This is the documentation - and executable code! - for the Gateway API service mesh workshop at KubeCon NA 2024 in Salt Lake City, Utah.
The easiest way to walk through this workshop is to install demosh and execute this file with an environment variable set to select the service mesh you wish to use. Start this workshop with either Linkerd or Istio by running one of the following commands:
DEMO_MESH=linkerd demosh README.md
OR
DEMO_MESH=istio demosh README.md
For this workshop, you'll need a running, empty, Kubernetes cluster.
If you don't already have a cluster prepared, ensure you have the
Docker daemon or compatible alternative running, k3d and kubectl
installed, then run ./create-cluster.sh
in a new terminal to create a
local k3d cluster.
In this workshop, we'll be running the Faces demo application in a Kubernetes cluster, using a service mesh and an ingress controller that we'll configure using the Gateway API. Our choices here are
- Linkerd with Envoy Gateway, or
- Istio (with Istio ingress gateway)
We'll start by installing the service mesh and the Gateway API CRDs and do any additional setup the ingress controller needs. Next we'll create the namespace for our Faces demo app and set it up for mesh injection. Finally, we'll install the Faces demo application and get going!
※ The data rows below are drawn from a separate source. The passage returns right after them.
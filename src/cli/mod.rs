//! CLI module - command parsing and dispatch
//!
//! All CLI logic lives here. `main.rs` calls `cli::run()`.

pub mod alerts;
pub mod config;
pub mod run;

use anyhow::Result;
use clap::{CommandFactory, Parser, Subcommand};
use std::path::{Path, PathBuf};

use groupwatch::config::Config;

#[derive(Parser)]
#[command(name = "groupwatch")]
#[command(version)]
#[command(about = "Real-time chat monitoring with trigger alerts and auto-replies", long_about = None)]
struct Cli {
    /// Config file (defaults to ~/.groupwatch/config.json)
    #[arg(long, global = true, value_name = "PATH")]
    config: Option<PathBuf>,

    #[command(subcommand)]
    command: Option<Commands>,
}

#[derive(Subcommand)]
enum Commands {
    /// Connect to the chat network and monitor until Ctrl+C
    Run,
    /// Inspect the configuration
    Config {
        #[command(subcommand)]
        action: ConfigAction,
    },
    /// Show the most recent trigger alerts
    Alerts {
        /// Number of alerts to show
        #[arg(short, long, default_value_t = 10)]
        limit: usize,
    },
    /// Show version information
    Version,
}

#[derive(Subcommand)]
pub enum ConfigAction {
    /// Validate the configuration file
    Check,
    /// Print the effective configuration with secrets masked
    Show,
}

/// Load the config from `path` or the default location.
pub(crate) fn load_config(path: Option<&Path>) -> Result<Config> {
    use anyhow::Context;

    match path {
        Some(p) => Config::load_from_path(p)
            .with_context(|| format!("Failed to load config from {}", p.display())),
        None => Config::load().context("Failed to load config"),
    }
}

pub async fn run() -> Result<()> {
    // A missing .env is fine
    let _ = dotenvy::dotenv();

    let cli = Cli::parse();

    // Respect the configured logging settings; fall back to defaults if the
    // config file is missing or unreadable.
    let logging_cfg = load_config(cli.config.as_deref())
        .map(|c| c.logging)
        .unwrap_or_default();
    if let Err(e) = groupwatch::utils::logging::init_logging(&logging_cfg) {
        eprintln!("Failed to open log file: {}", e);
    }

    match cli.command {
        None => {
            let mut cmd = Cli::command();
            cmd.print_help()?;
            println!();
        }
        Some(Commands::Version) => {
            cmd_version();
        }
        Some(Commands::Run) => {
            run::cmd_run(cli.config.as_deref()).await?;
        }
        Some(Commands::Config { action }) => {
            config::cmd_config(action, cli.config.as_deref()).await?;
        }
        Some(Commands::Alerts { limit }) => {
            alerts::cmd_alerts(limit, cli.config.as_deref()).await?;
        }
    }

    Ok(())
}

fn cmd_version() {
    println!("groupwatch {}", env!("CARGO_PKG_VERSION"));
    println!();
    println!("Real-time chat monitoring with trigger alerts and auto-replies");
}
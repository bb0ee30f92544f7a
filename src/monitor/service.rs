//! The monitoring service.
//!
//! Owns every piece of the pipeline and is shared as `Arc<MonitorService>`.
//! The adapter's event handler holds only a weak reference, so dropping the
//! last strong handle lets the service go even while the adapter keeps the
//! handler around.
//!
//! Per accepted message the order is fixed: history push, fan-out publish,
//! trigger detection, reply pipeline.

use futures::FutureExt;
use std::panic::AssertUnwindSafe;
use std::sync::{Arc, Weak};
use std::time::Duration;
use tokio::sync::RwLock;
use tracing::{debug, error, info, warn};

use super::alert_log::AlertLog;
use super::guard::{GuardOutcome, SubscriptionGuard};
use super::history::HistoryBuffer;
use super::registry::{ChatKind, ChatRegistry, MonitoredChat};
use super::state::{MonitoringState, MonitoringStats, MonitoringStatus, Transition};
use super::trigger::{TriggerAlert, TriggerDetector};
use crate::bus::{
    AutoForward, Consumer, Distributor, FanoutBus, FeedCallback, FeedCallbackId, ListenerId,
    LiveFeed, Message, RawEvent,
};
use crate::channels::{send_with_timeout, ChatAdapter, Dialog, EventHandler, GroupInfo, SendReceipt};
use crate::config::Config;
use crate::error::{Result, WatchError};
use crate::providers::GenerationBackend;
use crate::reply::{ReplyOutcome, ReplyPipeline};

/// Dialogs requested by [`MonitorService::all_groups`].
pub const ALL_GROUPS_DIALOG_LIMIT: usize = 100;

/// Dialog name the adapter reports for chats it cannot resolve.
const UNRESOLVED_DIALOG_NAME: &str = "Unknown";

/// What happened to one inbound event.
#[derive(Debug, Clone)]
pub enum ProcessOutcome {
    /// Monitoring is not active
    Ignored,
    /// The chat is not eligible for processing
    Filtered { chat_id: String },
    Accepted {
        message: Arc<Message>,
        alert: Option<TriggerAlert>,
        /// `None` when auto-reply is switched off
        reply: Option<ReplyOutcome>,
    },
    /// Processing panicked; the panic was caught and logged
    Failed,
}

impl ProcessOutcome {
    pub fn is_accepted(&self) -> bool {
        matches!(self, ProcessOutcome::Accepted { .. })
    }
}

/// Real-time chat monitoring pipeline.
pub struct MonitorService {
    adapter: Arc<dyn ChatAdapter>,
    registry: ChatRegistry,
    state: RwLock<MonitoringState>,
    history: RwLock<HistoryBuffer>,
    guard: SubscriptionGuard,
    bus: FanoutBus,
    live_feed: Arc<LiveFeed>,
    auto_forward: Arc<AutoForward>,
    detector: TriggerDetector,
    alert_log: AlertLog,
    notify_chat_id: Option<String>,
    replies: ReplyPipeline,
    allowed_chat_id: Option<String>,
    send_timeout: Duration,
}
//! Logging initialization for GroupWatch.
//!
//! Supports three formats:
//! - `pretty`: multi-line, human-readable output
//! - `component`: compact single-line output; use [`log_component!`] to add a
//!   `component` field for per-subsystem filtering
//! - `json`: structured JSON lines for log aggregators, optionally appended to a file

use std::sync::Mutex;

use crate::config::{LogFormat, LoggingConfig};

/// Initialize the global tracing subscriber from config.
///
/// Call once at startup. `RUST_LOG` takes precedence over `cfg.level`.
/// Fails only when the JSON log file cannot be opened.
pub fn init_logging(cfg: &LoggingConfig) -> std::io::Result<()> {
    use tracing_subscriber::EnvFilter;

    let filter = EnvFilter::try_from_default_env().unwrap_or_else(|_| EnvFilter::new(&cfg.level));

    match cfg.format {
        LogFormat::Json => {
            if let Some(path) = &cfg.file {
                let file = std::fs::OpenOptions::new()
                    .create(true)
                    .append(true)
                    .open(path)?;
                tracing_subscriber::fmt()
                    .json()
                    .with_env_filter(filter)
                    .with_writer(Mutex::new(file))
                    .init();
            } else {
                tracing_subscriber::fmt()
                    .json()
                    .with_env_filter(filter)
                    .init();
            }
        }
        LogFormat::Pretty => {
            tracing_subscriber::fmt()
                .with_env_filter(filter)
                .pretty()
                .init();
        }
        LogFormat::Component => {
            tracing_subscriber::fmt()
                .with_env_filter(filter)
                .with_target(true)
                .compact()
                .init();
        }
    }
    Ok(())
}

/// Emit a component-tagged tracing event.
///
/// ```
/// # use groupwatch::log_component;
/// log_component!(info, "bus", "consumer registered");
/// log_component!(warn, "reply", "backend slow", elapsed_ms = 20_000u64);
/// ```
#[macro_export]
macro_rules! log_component {
    ($level:ident, $component:expr, $msg:expr) => {
        tracing::$level!(component = $component, $msg)
    };
    ($level:ident, $component:expr, $msg:expr, $($key:ident = $val:expr),+ $(,)?) => {
        tracing::$level!(component = $component, $($key = $val,)+ $msg)
    };
}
First, we'll confirm that we're using the Kubernetes cluster we expect.
kubectl cluster-info
OK, so far so good!
Gateway API is a CRD API: we need the CRDs to be present to use Gateway API.
Additionally, we need to choose between the experimental channel and the
standard channel: for this workshop, we'll use the experimental channel of
Gateway API v1.1.1. (At the moment, Linkerd can't use the v1.2.0 experimental
channel, because it doesn't have GRPCRoute v1alpha2
any more.)
So let's get v1.1.1 experimental installed first. This repo contains the YAML for that already, pre-downloaded from
https://github.com/kubernetes-sigs/gateway-api/releases/\
download/v1.1.1/experimental-install.yaml
so we can just apply it:
kubectl apply -f gateway-api/experimental-install.yaml
Once we have the CRDs, let's get our service mesh installed!
#@immed
$SHELL ${DEMO_MESH}/install.md
OK, the mesh is running now, so let's install our GatewayClass and Gateway.
#@immed
$SHELL ${DEMO_MESH}/create-gateway.md
#@immed
INGRESS_IP=$(bash ${DEMO_MESH}/get-ingress-ip.sh)
#@immed
echo "Ingress is running at $INGRESS_IP"
OK! It's time to install the Faces demo application. We'll start by setting up the namespace that Faces will use: first we create it...
kubectl create namespace faces
...and then we'll set it up for mesh enrollment.
#@immed
$SHELL ${DEMO_MESH}/setup-namespace.md
Next up, we use Helm to install the Faces application. The Faces application
works by installing a face
workload which calls the smiley
and color
workloads. smiley
returns a grinning face; color
returns the color blue;
face
combines these and returns the combination to the GUI.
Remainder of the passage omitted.